# WHAT YOU HAVE TO DO
Reproduce, exactly and in full, only the lines below from the one containing "Object store gateway" through the one containing "no particular order".

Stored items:
# # # # #

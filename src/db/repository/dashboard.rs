use chrono::{Duration, NaiveDate};
use rusqlite::{params, Connection};

use super::format_datetime;
use crate::db::DatabaseError;
use crate::models::DashboardStats;

/// Dashboard counters. `today` bounds the consultations-today window
/// (midnight to midnight, local time).
pub fn get_dashboard_stats(
    conn: &Connection,
    today: NaiveDate,
) -> Result<DashboardStats, DatabaseError> {
    let start = today.and_hms_opt(0, 0, 0).unwrap_or_default();
    let end = start + Duration::days(1);

    let total_patients: i64 =
        conn.query_row("SELECT COUNT(*) FROM patients", [], |row| row.get(0))?;
    let active_alerts: i64 = conn.query_row(
        "SELECT COUNT(*) FROM alerts WHERE status = 'active'",
        [],
        |row| row.get(0),
    )?;
    let today_consultations: i64 = conn.query_row(
        "SELECT COUNT(*) FROM consultations
         WHERE consultation_date >= ?1 AND consultation_date < ?2",
        params![format_datetime(&start), format_datetime(&end)],
        |row| row.get(0),
    )?;
    let reports_generated: i64 =
        conn.query_row("SELECT COUNT(*) FROM consultations", [], |row| row.get(0))?;

    Ok(DashboardStats {
        total_patients,
        active_alerts,
        today_consultations,
        reports_generated,
    })
}
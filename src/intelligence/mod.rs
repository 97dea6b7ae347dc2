//! Clinical alert engine.
//!
//! Evaluates each recorded consultation against the patient's effective
//! thresholds and writes one alert per parameter out of range. Runs
//! synchronously in the intake path; callers decide what a failure means
//! for the already-stored consultation.

pub mod engine;
pub mod evaluators;
pub mod lifecycle;
pub mod messages;
pub mod observations;
pub mod reference;
pub mod store;
pub mod thresholds;
pub mod types;

pub use engine::DefaultAlertEngine;
pub use reference::AlertThresholds;
pub use store::{MemoryStore, SqliteStore};
pub use types::{
    AlertEngine, AlertError, ClinicalStore, DuplicatePolicy, EngineConfig, EvaluationResult,
    Finding,
};
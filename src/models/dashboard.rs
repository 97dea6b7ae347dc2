use serde::{Deserialize, Serialize};

/// Counters shown on the clinician dashboard.
#[derive(Debug, Clone, Default, PartialEq, Eq, Serialize, Deserialize)]
pub struct DashboardStats {
    pub total_patients: i64,
    pub active_alerts: i64,
    pub today_consultations: i64,
    /// Every consultation can produce a report, so this counts consultations.
    pub reports_generated: i64,
}
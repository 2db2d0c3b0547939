//! Cadastro Server Library
//!
//! Moves person records from CSV files in an object store onto a Kafka topic.
//!
//! # Overview
//!
//! - **Storage**: read-only gateway to the bucket holding input files (S3-compatible)
//! - **Ingest**: CSV parsing, the per-file pipeline and the periodic trigger
//! - **Publisher**: keyed JSON messages over a broker client (Kafka)
//! - **API**: manual processing and liveness endpoints (axum)
//! - **Configuration**: environment-based configuration management
//!
//! # Pipeline
//!
//! ```text
//! list bucket -> filter by suffix -> for each file:
//!     read object -> parse rows -> publish every record -> outcome
//! ```
//!
//! A bad row is skipped and logged; a failed file yields a failed outcome and
//! the pass moves on. Nothing in the pipeline retries on its own: the next
//! scheduled pass picks the file up again.

pub mod api;
pub mod config;
pub mod error;
pub mod ingest;
pub mod middleware;
pub mod publisher;
pub mod storage;
//! API response types

use axum::{
    http::StatusCode,
    response::{IntoResponse, Response},
    Json,
};
use cadastro_common::ProcessingOutcome;
use serde::{Deserialize, Serialize};

/// Body returned by the manual processing endpoint
///
/// `error` is always present and `null` on success.
#[derive(Debug, Clone, PartialEq, Eq, Serialize, Deserialize)]
#[serde(rename_all = "camelCase")]
pub struct ProcessFileResponse {
    pub success: bool,
    pub file_id: String,
    pub record_count: usize,
    pub rejected_rows: usize,
    pub published: usize,
    pub failed_sends: usize,
    pub elapsed_ms: u64,
    pub error: Option<String>,
}

impl From<&ProcessingOutcome> for ProcessFileResponse {
    fn from(outcome: &ProcessingOutcome) -> Self {
        let counts = outcome.counts();
        Self {
            success: outcome.is_success(),
            file_id: outcome.file_id().to_string(),
            record_count: counts.record_count,
            rejected_rows: counts.rejected_rows,
            published: counts.published,
            failed_sends: counts.failed_sends,
            elapsed_ms: outcome.elapsed_ms(),
            error: outcome.error().map(str::to_string),
        }
    }
}

impl IntoResponse for ProcessFileResponse {
    fn into_response(self) -> Response {
        let status = if self.success {
            StatusCode::OK
        } else {
            StatusCode::INTERNAL_SERVER_ERROR
        };
        (status, Json(self)).into_response()
    }
}

/// Liveness probe body
#[derive(Debug, Clone, Serialize, Deserialize)]
pub struct HealthResponse {
    pub status: String,
    pub service: String,
}

impl HealthResponse {
    pub fn up(service: impl Into<String>) -> Self {
        Self {
            status: "UP".to_string(),
            service: service.into(),
        }
    }
}
//! Object store gateway
//!
//! [`ObjectStore`] is the seam the orchestrator reads input files through.
//! [`Storage`] talks to S3 (or anything S3-compatible); [`InMemoryStore`]
//! keeps objects in process for tests and local runs.
//!
//! Neither implementation retries or caches: each call is one round trip and
//! failures surface immediately as [`IngestError`].

use async_trait::async_trait;
use aws_sdk_s3::{
    config::{retry::RetryConfig, Credentials, Region},
    error::{DisplayErrorContext, SdkError},
    Client,
};
use cadastro_common::{IngestError, Result};
use tracing::{debug, info, instrument};

pub mod config;
pub mod memory;

pub use memory::InMemoryStore;

/// Read-only view of the bucket holding input files
#[async_trait]
pub trait ObjectStore: Send + Sync {
    /// Snapshot of every key currently in the bucket, in no particular order
    async fn list_objects(&self) -> Result<Vec<String>>;

    /// Full content of `key`, decoded as UTF-8
    async fn read_object(&self, key: &str) -> Result<String>;
}

#[derive(Clone)]
pub struct Storage {
    client: Client,
    bucket: String,
    prefix: Option<String>,
}

impl Storage {
    pub async fn new(config: config::StorageConfig) -> anyhow::Result<Self> {
        config.validate()?;
        debug!(
            bucket = %config.bucket,
            endpoint = ?config.endpoint,
            region = %config.region,
            "Initializing storage"
        );

        let mut s3_config_builder = match (&config.access_key, &config.secret_key) {
            (Some(access_key), Some(secret_key)) => {
                let credentials =
                    Credentials::new(access_key, secret_key, None, None, "cadastro-storage");
                aws_sdk_s3::Config::builder()
                    .credentials_provider(credentials)
                    .region(Region::new(config.region.clone()))
            },
            _ => {
                let shared = aws_config::defaults(aws_config::BehaviorVersion::latest())
                    .region(Region::new(config.region.clone()))
                    .load()
                    .await;
                aws_sdk_s3::config::Builder::from(&shared)
            },
        };

        // one round trip per call; the next discovery pass is the retry
        s3_config_builder = s3_config_builder
            .retry_config(RetryConfig::disabled())
            .force_path_style(config.path_style);
        if let Some(endpoint) = &config.endpoint {
            s3_config_builder = s3_config_builder.endpoint_url(endpoint);
        }

        let client = Client::from_conf(s3_config_builder.build());

        info!(bucket = %config.bucket, "Storage client initialized");

        Ok(Self {
            client,
            bucket: config.bucket,
            prefix: config.prefix,
        })
    }
}

#[async_trait]
impl ObjectStore for Storage {
    #[instrument(skip(self), fields(bucket = %self.bucket))]
    async fn list_objects(&self) -> Result<Vec<String>> {
        let mut keys = Vec::new();
        let mut continuation_token: Option<String> = None;

        loop {
            let response = self
                .client
                .list_objects_v2()
                .bucket(&self.bucket)
                .set_prefix(self.prefix.clone())
                .set_continuation_token(continuation_token.take())
                .send()
                .await
                .map_err(|e| unavailable("Failed to list objects", e))?;

            keys.extend(
                response
                    .contents()
                    .iter()
                    .filter_map(|obj| obj.key().map(|k| k.to_string())),
            );

            match response.next_continuation_token() {
                Some(token) if response.is_truncated().unwrap_or(false) => {
                    continuation_token = Some(token.to_string());
                },
                _ => break,
            }
        }

        info!(count = keys.len(), "Listed objects");
        Ok(keys)
    }

    #[instrument(skip(self), fields(bucket = %self.bucket))]
    async fn read_object(&self, key: &str) -> Result<String> {
        let response = self
            .client
            .get_object()
            .bucket(&self.bucket)
            .key(key)
            .send()
            .await
            .map_err(|e| {
                let missing = e.as_service_error().is_some_and(|se| se.is_no_such_key())
                    || e.raw_response().is_some_and(|r| r.status().as_u16() == 404);
                if missing {
                    IngestError::ObjectNotFound(format!("s3://{}/{}", self.bucket, key))
                } else {
                    unavailable(&format!("Failed to read {}", key), e)
                }
            })?;

        let bytes = response
            .body
            .collect()
            .await
            .map_err(|e| {
                IngestError::StoreUnavailable(format!("Failed to read body of {}: {}", key, e))
            })?
            .into_bytes();

        let content = String::from_utf8(bytes.to_vec()).map_err(|e| {
            IngestError::MalformedInput(format!("{} is not valid UTF-8: {}", key, e))
        })?;

        debug!(bytes = content.len(), "Read object");
        Ok(content)
    }
}

fn unavailable<E, R>(context: &str, err: SdkError<E, R>) -> IngestError
where
    E: std::error::Error + Send + Sync + 'static,
    R: std::fmt::Debug,
{
    IngestError::StoreUnavailable(format!("{}: {}", context, DisplayErrorContext(&err)))
}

# # # # #

# RESULT FOR THIS EXERCISE
//! Object store gateway
//!
//! [`ObjectStore`] is the seam the orchestrator reads input files through.
//! [`Storage`] talks to S3 (or anything S3-compatible); [`InMemoryStore`]
//! keeps objects in process for tests and local runs.
//!
//! Neither implementation retries or caches: each call is one round trip and
//! failures surface immediately as [`IngestError`].

use async_trait::async_trait;
use aws_sdk_s3::{
    config::{retry::RetryConfig, Credentials, Region},
    error::{DisplayErrorContext, SdkError},
    Client,
};
use cadastro_common::{IngestError, Result};
use tracing::{debug, info, instrument};

pub mod config;
pub mod memory;

pub use memory::InMemoryStore;

/// Read-only view of the bucket holding input files
#[async_trait]
pub trait ObjectStore: Send + Sync {
    /// Snapshot of every key currently in the bucket, in no particular order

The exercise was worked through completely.